We have been successful in finding better value sources for shafts, machine castings and other parts, and we will focus our labor on gear production and assembly and test. With respect to the Rolla propeller manufacturing facility in Switzerland, we have been successful in outsourcing some of the 5-axis machining to other sources, which has allowed us to reduce our footprint by almost 50% while increasing capacity. Now I'll turn it over to Jeff to discuss the financials.
Thanks, John, and good morning, everyone. Briefly, the first fiscal quarter numbers. Sales were $47.8 million for the quarter, $1.6 million over 3.6% quarter.
Jeff, you're a little garbled, Jeff.
Is that better?
Slightly.
Is that any better?
No.
Dial back in?
Here, Jeff, I'll tell you what. If you wanna dial, I will read your script, and you can dial back in.
I'll dial back in.
Okay. While demand across our markets continues to improve, the quarter improvement in shipments from the prior year was limited by supply chain challenges across all our locations. We experienced a significant increase in lead times from our suppliers, increasingly unpredictable deliveries, and difficulty in getting shipping containers. These issues also challenged our customers, causing them to push out deliveries of our products. Despite these challenges, industrial sales were up 13.1% and marine and propulsion sales up 1.8%, while transmission sales were essentially flat. By region, sales into North America were up 18% and sales into Europe were up 2%, while sales into Asia Pacific were down 9%. Foreign currency exchange was a net positive of $0.5 million impact to the sales in the first quarter.

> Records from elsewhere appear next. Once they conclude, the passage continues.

//! OpenAI API client implementing the [`LlmClient`] port.

use async_trait::async_trait;
use meetsync_core::ports::LlmClient;
use meetsync_domain::{LlmCompletion, UpstreamError};
use tracing::debug;

use crate::http::HttpClient;

use super::types::{ChatCompletionRequest, ChatCompletionResponse, ChatMessage, ErrorResponse};

const OPENAI_API_URL: &str = "https://api.openai.com/v1/chat/completions";
const DEFAULT_MODEL: &str = "gpt-4o-mini";
const MAX_TOKENS: u32 = 250;
const TEMPERATURE: f32 = 0.7;
const PRESENCE_PENALTY: f32 = 0.3;
const FREQUENCY_PENALTY: f32 = 0.3;

/// OpenAI chat-completions client for summary generation.
pub struct OpenAiClient {
    http_client: HttpClient,
    api_key: String,
    model: String,
    api_url: String,
}

impl OpenAiClient {
    pub fn new(api_key: String, http_client: HttpClient) -> Self {
        Self {
            http_client,
            api_key,
            model: DEFAULT_MODEL.to_string(),
            api_url: OPENAI_API_URL.to_string(),
        }
    }

    pub fn with_model(mut self, model: impl Into<String>) -> Self {
        self.model = model.into();
        self
    }

    /// Override the API base URL (configuration or tests). The completions
    /// path is appended.
    pub fn with_base_url(mut self, base: impl Into<String>) -> Self {
        let mut base = base.into();
        while base.ends_with('/') {
            base.pop();
        }
        self.api_url = format!("{base}/v1/chat/completions");
        self
    }
}

#[async_trait]
impl LlmClient for OpenAiClient {
    async fn complete(
        &self,
        system_prompt: &str,
        user_prompt: &str,
    ) -> std::result::Result<LlmCompletion, UpstreamError> {
        let payload = ChatCompletionRequest {
            model: self.model.clone(),
            messages: vec![
                ChatMessage { role: "system".to_string(), content: system_prompt.to_string() },
                ChatMessage { role: "user".to_string(), content: user_prompt.to_string() },
            ],
            max_tokens: MAX_TOKENS,
            temperature: TEMPERATURE,
            presence_penalty: PRESENCE_PENALTY,
            frequency_penalty: FREQUENCY_PENALTY,
        };

        let bearer = format!("Bearer {}", self.api_key);
        let response = self
            .http_client
            .post_json(&self.api_url, &[("Authorization", bearer.as_str())], &payload)
            .await
            .map_err(|err| UpstreamError::network(err.to_string()))?;

        let status = response.status();
        debug!(status = status.as_u16(), model = %self.model, "received completion response");

        if !status.is_success() {
            let body = response.text().await.unwrap_or_default();
            let parsed: Option<ErrorResponse> = serde_json::from_str(&body).ok();
            let (message, code) = match parsed {
                Some(envelope) => (
                    envelope.error.message.unwrap_or_else(|| body.clone()),
                    envelope.error.code,
                ),
                None => (if body.is_empty() { format!("status {status}") } else { body }, None),
            };
            let mut err = UpstreamError::http(status.as_u16(), message);
            if let Some(code) = code {
                err = err.with_code(code);
            }
            return Err(err);
        }

        let completion: ChatCompletionResponse = response
            .json()
            .await
            .map_err(|err| UpstreamError::network(format!("invalid completion response: {err}")))?;

        let text = completion
            .choices
            .into_iter()
            .next()
            .map(|choice| choice.message.content)
            .unwrap_or_else(|| "Unable to generate summary".to_string());
        let tokens_used = completion.usage.map_or(0, |usage| usage.total_tokens);

        Ok(LlmCompletion { text, tokens_used })
    }
}

#[cfg(test)]
mod tests {
    use std::time::Duration;

    use serde_json::json;
    use wiremock::matchers::{header, method, path};
    use wiremock::{Mock, MockServer, ResponseTemplate};

    use super::*;

    fn test_client(base_url: String) -> OpenAiClient {
        let http_client =
            HttpClient::with_policy(Duration::from_secs(5), 1, Duration::from_millis(5))
                .expect("http client");
        OpenAiClient::new("test-api-key".to_string(), http_client).with_base_url(base_url)
    }

    #[tokio::test]
    async fn completion_extracts_text_and_tokens() {
        let server = MockServer::start().await;
        Mock::given(method("POST"))
            .and(path("/v1/chat/completions"))
            .and(header("Authorization", "Bearer test-api-key"))
            .respond_with(ResponseTemplate::new(200).set_body_json(json!({
                "choices": [{ "message": { "content": "A focused standup." } }],
                "usage": { "total_tokens": 57, "prompt_tokens": 40, "completion_tokens": 17 }
            })))
            .mount(&server)
            .await;

        let client = test_client(server.uri());
        let completion = client.complete("system", "user").await.expect("completion");
        assert_eq!(completion.text, "A focused standup.");
        assert_eq!(completion.tokens_used, 57);
    }

    #[tokio::test]
    async fn quota_errors_surface_status_and_code() {
        let server = MockServer::start().await;
        Mock::given(method("POST"))
            .respond_with(ResponseTemplate::new(429).set_body_json(json!({
                "error": {
                    "message": "You exceeded your current quota",
                    "code": "insufficient_quota"
                }
            })))
            .mount(&server)
            .await;

        let client = test_client(server.uri());
        let err = client.complete("system", "user").await.expect_err("failure");
        assert_eq!(err.status, Some(429));
        assert_eq!(err.code.as_deref(), Some("insufficient_quota"));
    }

    #[tokio::test]
    async fn empty_choices_fall_back_to_placeholder_text() {
        let server = MockServer::start().await;
        Mock::given(method("POST"))
            .respond_with(ResponseTemplate::new(200).set_body_json(json!({ "choices": [] })))
            .mount(&server)
            .await;

        let client = test_client(server.uri());
        let completion = client.complete("system", "user").await.expect("completion");
        assert_eq!(completion.text, "Unable to generate summary");
        assert_eq!(completion.tokens_used, 0);
    }
}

The first quarter margin percent was 28.2% compared to 21.0% in the prior year first quarter. The first quarter benefited from the Employee Retention Credit, which contributed $1.2 million to gross profit, as well as a NOW subsidy in the Netherlands of $0.7 million. Adjusting for these benefits, gross profit would have been 24.0%, still a significant year-over-year improvement, reflecting a more favorable sales mix driven by aftermarket activity in the North American oil and gas market and the positive impact of targeted cost reduction activities. Spending on marketing, engineering, and administrative costs for the fiscal 2022 first quarter increased $600,000 or 5% compared to fiscal 2021.
The increase in the quarter is primarily due to the return of a global bonus plan accrual, inflationary increases, and a currency translation effect, partially offset by the favorable impact of the Employee Retention Credit. As a percentage of revenue for the first quarter, ME&A expenses were 27.4% compared to 27.0% in the prior year first quarter. While restructuring charges recorded in the quarter were minimal, we did complete the negotiations with our Belgian operation to finalize the cost for the restructuring project announced last quarter. We will book an additional charge of approximately $1 million in our second fiscal quarter, bringing the total charge to $3.3 million. This restructuring program will result in the elimination of 23 positions and drive annual savings of approximately $1.6 million.
During the first quarter, we completed a sale leaseback of our Swiss production facility for net proceeds of $9.1 million, resulting in a gain of $2.9 million recorded as other operating income. Including the gain on the sale of the facility, operating income for the quarter was a positive $3.2 million compared to an operating loss of $3.1 million in the prior first quarter. The effective tax rate for the quarter of fiscal 2022 was 16.2% compared to 19.1% in the prior first quarter. The current year rate was impacted by the domestic full valuation allowance, resulting in limited recognition of tax expense.
The net profit for the first quarter of fiscal 2022 was $1.9 million or $0.14 per diluted share compared to a loss of $4 million or $0.30 per diluted share in the prior year first quarter. EBITDA of $5.4 million for the quarter was improved from a loss of $1.6 million in the prior first quarter. Turning to the balance sheet, inventory was up $6.1 million in the quarter, driven by supply chain imbalances. With continued focus on liquidity and cash flow, we were able to generate $2.4 million of operating cash in the quarter, bringing free cash flow to positive $1.5 million. Capital spending at $800,000 for the quarter is off to a slow start for the fiscal year, but should increase in calendar 2022.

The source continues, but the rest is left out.